WHAT IS REQUIRED: Scan the entries that follow and copy out every line containing "mask".

Collected data entries:

----------------

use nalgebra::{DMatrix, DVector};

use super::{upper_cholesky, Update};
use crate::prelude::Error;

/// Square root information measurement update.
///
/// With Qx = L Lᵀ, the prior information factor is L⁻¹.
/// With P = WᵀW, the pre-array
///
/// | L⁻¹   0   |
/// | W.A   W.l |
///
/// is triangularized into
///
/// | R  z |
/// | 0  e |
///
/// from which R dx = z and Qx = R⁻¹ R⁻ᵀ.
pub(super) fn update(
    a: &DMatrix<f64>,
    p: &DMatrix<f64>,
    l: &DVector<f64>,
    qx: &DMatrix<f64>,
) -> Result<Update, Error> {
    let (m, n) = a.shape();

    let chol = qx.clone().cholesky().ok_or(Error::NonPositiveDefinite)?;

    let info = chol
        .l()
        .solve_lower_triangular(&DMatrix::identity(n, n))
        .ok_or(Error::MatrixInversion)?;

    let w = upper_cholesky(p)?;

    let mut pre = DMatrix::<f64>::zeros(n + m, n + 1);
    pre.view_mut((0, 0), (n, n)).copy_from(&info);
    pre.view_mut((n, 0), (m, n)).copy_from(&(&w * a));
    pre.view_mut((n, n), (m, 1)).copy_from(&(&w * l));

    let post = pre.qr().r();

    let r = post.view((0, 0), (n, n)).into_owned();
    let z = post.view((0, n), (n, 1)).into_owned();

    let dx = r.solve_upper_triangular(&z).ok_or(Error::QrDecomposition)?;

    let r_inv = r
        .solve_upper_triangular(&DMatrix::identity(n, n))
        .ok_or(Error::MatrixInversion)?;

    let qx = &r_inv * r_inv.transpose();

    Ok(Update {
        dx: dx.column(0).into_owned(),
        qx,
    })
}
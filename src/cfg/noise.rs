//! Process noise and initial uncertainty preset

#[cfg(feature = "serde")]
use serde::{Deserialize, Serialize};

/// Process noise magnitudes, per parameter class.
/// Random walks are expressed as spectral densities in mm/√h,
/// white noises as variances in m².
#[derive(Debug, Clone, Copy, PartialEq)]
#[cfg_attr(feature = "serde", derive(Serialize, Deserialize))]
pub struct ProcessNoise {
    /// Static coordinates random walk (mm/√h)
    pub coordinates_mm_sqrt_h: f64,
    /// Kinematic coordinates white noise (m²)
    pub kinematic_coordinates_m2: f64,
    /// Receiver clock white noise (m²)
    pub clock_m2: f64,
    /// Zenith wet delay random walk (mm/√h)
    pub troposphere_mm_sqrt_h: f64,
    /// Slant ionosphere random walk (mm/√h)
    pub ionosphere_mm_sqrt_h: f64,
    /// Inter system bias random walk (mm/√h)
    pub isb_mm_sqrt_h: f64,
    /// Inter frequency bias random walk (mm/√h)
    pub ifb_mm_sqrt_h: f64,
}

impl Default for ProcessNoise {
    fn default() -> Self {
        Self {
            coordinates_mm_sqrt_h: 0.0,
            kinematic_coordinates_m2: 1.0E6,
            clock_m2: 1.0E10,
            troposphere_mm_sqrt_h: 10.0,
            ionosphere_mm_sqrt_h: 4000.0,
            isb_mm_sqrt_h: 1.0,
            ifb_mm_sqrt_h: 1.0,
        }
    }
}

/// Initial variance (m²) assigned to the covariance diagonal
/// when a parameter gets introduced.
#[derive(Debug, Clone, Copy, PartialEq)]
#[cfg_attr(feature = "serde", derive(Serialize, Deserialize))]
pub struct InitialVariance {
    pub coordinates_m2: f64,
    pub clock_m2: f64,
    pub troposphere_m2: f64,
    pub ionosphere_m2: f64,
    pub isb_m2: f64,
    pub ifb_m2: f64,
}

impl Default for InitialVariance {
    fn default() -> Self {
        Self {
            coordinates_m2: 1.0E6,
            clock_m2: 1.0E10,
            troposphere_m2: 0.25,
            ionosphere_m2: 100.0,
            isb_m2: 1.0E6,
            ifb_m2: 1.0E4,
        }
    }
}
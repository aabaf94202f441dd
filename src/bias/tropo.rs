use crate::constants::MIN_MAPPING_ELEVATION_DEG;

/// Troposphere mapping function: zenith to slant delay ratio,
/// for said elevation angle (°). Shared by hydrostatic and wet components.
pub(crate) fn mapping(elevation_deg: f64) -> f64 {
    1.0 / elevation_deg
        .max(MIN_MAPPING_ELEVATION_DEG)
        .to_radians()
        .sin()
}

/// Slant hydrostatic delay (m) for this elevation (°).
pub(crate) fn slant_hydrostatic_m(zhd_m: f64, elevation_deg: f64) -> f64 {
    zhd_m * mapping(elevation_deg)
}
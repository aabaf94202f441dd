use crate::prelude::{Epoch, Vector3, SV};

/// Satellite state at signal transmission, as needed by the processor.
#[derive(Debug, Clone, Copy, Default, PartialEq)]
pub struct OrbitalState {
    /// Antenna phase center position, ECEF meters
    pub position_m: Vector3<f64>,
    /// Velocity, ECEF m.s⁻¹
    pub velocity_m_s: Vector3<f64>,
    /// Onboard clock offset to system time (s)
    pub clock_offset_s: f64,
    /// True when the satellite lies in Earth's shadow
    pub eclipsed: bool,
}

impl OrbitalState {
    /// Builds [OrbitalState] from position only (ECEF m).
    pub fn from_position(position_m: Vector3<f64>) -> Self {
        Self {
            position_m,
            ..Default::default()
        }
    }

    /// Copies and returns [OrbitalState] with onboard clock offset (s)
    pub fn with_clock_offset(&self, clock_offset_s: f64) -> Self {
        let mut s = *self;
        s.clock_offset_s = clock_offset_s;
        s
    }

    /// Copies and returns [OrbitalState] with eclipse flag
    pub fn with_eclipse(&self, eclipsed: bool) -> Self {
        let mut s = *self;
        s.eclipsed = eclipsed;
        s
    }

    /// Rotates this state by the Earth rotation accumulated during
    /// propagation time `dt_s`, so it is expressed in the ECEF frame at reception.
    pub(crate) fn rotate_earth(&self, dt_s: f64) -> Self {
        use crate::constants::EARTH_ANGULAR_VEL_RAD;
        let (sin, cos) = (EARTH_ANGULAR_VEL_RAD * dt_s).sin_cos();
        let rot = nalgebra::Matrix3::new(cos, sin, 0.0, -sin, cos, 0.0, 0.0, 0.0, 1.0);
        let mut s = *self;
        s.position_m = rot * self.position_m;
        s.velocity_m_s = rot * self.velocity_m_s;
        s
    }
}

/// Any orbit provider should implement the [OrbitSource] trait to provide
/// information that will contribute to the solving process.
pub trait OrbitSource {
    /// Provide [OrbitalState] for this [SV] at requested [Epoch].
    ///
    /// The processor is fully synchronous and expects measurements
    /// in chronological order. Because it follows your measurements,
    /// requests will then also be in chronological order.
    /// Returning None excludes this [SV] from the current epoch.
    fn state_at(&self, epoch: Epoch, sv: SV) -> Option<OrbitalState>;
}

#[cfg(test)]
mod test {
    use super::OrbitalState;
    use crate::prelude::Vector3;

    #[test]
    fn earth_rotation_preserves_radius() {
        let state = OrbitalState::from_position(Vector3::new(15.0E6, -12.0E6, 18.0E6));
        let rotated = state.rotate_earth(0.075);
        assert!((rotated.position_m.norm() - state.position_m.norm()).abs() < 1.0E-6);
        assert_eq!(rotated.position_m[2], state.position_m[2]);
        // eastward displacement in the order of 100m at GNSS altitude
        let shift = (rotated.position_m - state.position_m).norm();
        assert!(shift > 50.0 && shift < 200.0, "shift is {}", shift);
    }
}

----------------

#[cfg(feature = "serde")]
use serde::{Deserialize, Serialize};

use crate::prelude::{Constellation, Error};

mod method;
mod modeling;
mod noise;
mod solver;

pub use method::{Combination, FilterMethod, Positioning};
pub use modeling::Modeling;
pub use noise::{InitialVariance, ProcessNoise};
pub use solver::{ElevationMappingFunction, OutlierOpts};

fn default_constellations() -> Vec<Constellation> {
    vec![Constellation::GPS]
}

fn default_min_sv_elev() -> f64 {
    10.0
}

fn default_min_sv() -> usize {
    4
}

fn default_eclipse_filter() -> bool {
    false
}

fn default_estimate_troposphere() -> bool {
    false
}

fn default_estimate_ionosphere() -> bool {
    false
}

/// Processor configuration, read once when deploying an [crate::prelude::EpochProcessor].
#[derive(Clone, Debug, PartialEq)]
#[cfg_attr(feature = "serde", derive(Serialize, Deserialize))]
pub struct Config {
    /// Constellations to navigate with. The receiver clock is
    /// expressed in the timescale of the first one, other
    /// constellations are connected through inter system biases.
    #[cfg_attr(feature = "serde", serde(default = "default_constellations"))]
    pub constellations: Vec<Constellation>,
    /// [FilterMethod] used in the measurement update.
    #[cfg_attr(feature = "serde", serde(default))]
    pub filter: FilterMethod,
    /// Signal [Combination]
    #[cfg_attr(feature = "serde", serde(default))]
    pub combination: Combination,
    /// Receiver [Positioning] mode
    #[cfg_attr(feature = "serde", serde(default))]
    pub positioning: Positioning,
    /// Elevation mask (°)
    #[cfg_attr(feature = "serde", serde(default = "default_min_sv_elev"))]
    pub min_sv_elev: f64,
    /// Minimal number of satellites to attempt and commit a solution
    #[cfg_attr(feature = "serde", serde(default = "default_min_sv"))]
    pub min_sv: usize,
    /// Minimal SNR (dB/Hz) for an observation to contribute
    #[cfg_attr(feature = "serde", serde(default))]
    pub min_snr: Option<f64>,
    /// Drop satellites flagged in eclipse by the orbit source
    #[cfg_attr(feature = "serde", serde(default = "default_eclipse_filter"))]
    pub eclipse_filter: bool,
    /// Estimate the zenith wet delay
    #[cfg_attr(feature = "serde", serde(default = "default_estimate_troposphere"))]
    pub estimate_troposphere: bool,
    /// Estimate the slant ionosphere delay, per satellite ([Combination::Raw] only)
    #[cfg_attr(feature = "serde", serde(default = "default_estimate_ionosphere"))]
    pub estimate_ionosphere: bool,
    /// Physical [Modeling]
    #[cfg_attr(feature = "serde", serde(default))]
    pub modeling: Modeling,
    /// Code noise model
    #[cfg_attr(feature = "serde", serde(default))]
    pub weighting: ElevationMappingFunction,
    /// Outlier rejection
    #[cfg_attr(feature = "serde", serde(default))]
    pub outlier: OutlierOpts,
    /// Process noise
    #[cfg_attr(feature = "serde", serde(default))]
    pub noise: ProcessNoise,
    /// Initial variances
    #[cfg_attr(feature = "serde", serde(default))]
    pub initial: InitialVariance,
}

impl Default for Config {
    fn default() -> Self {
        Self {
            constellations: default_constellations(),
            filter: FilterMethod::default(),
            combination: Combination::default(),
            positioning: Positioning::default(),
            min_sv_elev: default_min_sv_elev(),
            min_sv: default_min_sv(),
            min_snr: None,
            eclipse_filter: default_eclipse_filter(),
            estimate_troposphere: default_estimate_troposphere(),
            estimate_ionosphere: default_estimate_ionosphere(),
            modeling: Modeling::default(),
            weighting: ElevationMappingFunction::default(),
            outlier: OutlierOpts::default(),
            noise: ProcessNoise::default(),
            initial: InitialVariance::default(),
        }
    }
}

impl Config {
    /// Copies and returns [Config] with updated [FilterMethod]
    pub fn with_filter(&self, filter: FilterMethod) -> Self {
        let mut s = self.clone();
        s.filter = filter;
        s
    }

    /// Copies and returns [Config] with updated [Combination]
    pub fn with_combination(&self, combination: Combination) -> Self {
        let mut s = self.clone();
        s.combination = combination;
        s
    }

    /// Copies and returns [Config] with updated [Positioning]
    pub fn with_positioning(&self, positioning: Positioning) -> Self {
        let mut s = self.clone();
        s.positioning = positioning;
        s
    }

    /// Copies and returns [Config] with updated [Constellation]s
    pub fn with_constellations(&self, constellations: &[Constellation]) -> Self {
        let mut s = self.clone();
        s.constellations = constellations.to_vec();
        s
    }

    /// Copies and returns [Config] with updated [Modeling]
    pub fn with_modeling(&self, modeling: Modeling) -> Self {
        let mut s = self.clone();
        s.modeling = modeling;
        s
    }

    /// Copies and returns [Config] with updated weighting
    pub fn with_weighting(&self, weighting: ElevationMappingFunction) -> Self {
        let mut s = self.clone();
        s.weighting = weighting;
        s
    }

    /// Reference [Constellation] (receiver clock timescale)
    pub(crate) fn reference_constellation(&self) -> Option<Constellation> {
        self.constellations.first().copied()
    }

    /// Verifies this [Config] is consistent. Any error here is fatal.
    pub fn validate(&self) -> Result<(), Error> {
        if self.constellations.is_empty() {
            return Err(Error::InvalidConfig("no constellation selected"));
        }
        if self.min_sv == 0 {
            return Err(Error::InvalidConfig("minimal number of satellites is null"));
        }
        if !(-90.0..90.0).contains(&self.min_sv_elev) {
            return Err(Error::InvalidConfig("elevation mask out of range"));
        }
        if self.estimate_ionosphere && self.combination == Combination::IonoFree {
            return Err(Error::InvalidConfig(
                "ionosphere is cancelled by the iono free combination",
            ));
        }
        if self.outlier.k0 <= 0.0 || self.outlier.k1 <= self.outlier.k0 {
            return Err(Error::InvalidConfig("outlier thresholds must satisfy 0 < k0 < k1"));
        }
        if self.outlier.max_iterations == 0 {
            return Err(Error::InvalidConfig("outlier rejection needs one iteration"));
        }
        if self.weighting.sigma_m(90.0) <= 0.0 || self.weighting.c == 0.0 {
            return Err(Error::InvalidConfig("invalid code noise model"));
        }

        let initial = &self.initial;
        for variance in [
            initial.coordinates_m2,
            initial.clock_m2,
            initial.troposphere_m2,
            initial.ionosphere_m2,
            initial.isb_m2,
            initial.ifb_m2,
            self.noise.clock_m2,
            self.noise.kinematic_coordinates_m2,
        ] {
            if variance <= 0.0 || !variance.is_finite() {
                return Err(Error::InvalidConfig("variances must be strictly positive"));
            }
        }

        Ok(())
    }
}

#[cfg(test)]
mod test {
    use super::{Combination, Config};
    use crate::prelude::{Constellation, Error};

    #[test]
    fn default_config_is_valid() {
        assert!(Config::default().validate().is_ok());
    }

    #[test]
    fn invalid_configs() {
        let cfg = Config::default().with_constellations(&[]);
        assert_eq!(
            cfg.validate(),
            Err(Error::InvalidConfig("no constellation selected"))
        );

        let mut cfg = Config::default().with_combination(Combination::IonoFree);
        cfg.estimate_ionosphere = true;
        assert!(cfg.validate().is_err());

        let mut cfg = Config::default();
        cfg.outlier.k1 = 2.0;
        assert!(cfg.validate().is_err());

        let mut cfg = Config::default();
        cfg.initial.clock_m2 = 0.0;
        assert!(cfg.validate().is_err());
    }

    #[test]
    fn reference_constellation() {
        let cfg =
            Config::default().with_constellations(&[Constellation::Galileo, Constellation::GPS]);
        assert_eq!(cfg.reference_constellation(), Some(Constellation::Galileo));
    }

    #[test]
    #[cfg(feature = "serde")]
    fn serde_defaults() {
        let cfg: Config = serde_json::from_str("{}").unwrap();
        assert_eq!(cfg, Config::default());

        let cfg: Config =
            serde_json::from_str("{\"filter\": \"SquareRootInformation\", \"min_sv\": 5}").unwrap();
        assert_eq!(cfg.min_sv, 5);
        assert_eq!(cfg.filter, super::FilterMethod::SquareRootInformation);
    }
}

----------------

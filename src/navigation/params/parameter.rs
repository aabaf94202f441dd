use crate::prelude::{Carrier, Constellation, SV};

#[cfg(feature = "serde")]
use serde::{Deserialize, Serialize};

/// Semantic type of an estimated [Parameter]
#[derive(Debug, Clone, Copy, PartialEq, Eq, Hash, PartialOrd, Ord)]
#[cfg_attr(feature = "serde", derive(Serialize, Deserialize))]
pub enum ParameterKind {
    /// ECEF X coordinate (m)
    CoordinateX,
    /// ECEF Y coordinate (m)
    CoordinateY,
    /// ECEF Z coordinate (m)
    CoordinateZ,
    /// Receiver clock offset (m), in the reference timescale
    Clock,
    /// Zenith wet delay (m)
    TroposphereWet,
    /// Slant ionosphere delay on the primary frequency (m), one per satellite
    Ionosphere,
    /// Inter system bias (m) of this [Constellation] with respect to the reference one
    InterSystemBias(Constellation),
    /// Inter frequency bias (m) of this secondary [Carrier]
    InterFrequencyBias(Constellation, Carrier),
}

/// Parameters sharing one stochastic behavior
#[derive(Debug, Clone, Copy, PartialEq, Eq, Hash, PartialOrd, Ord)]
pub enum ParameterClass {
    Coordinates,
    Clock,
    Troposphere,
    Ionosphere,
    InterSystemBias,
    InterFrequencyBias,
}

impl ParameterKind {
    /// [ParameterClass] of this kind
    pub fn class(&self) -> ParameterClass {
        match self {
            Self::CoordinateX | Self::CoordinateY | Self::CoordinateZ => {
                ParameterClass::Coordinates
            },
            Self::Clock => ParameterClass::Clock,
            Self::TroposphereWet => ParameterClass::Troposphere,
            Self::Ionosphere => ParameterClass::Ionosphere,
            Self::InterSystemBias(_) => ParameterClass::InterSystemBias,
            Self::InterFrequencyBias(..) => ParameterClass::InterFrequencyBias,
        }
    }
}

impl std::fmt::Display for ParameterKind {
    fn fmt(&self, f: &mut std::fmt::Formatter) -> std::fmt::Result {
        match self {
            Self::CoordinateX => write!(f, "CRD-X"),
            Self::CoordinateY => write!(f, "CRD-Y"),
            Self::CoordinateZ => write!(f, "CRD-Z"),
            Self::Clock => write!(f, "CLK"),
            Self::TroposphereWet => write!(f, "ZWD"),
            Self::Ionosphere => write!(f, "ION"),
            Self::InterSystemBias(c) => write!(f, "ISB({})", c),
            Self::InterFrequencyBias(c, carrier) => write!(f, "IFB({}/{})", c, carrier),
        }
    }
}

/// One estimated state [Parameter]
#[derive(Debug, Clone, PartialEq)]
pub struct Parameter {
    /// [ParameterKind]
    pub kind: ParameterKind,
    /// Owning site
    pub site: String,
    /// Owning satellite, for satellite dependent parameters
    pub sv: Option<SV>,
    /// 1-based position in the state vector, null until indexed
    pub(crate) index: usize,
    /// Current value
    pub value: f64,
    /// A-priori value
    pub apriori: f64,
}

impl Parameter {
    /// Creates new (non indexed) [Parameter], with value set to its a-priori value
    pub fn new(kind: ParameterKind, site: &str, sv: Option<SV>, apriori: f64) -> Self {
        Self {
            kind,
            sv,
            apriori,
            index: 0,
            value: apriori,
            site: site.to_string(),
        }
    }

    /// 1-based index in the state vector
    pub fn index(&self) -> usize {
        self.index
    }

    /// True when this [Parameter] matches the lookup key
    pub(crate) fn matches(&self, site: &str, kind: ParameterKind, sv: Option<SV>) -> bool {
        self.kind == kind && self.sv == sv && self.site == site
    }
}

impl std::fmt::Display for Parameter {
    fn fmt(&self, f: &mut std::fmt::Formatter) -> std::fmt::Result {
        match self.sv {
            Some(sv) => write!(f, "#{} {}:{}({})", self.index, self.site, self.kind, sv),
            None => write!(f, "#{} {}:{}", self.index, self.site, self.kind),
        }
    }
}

----------------

SOLVED EXERCISE:
    /// Elevation mask (°)
            return Err(Error::InvalidConfig("elevation mask out of range"));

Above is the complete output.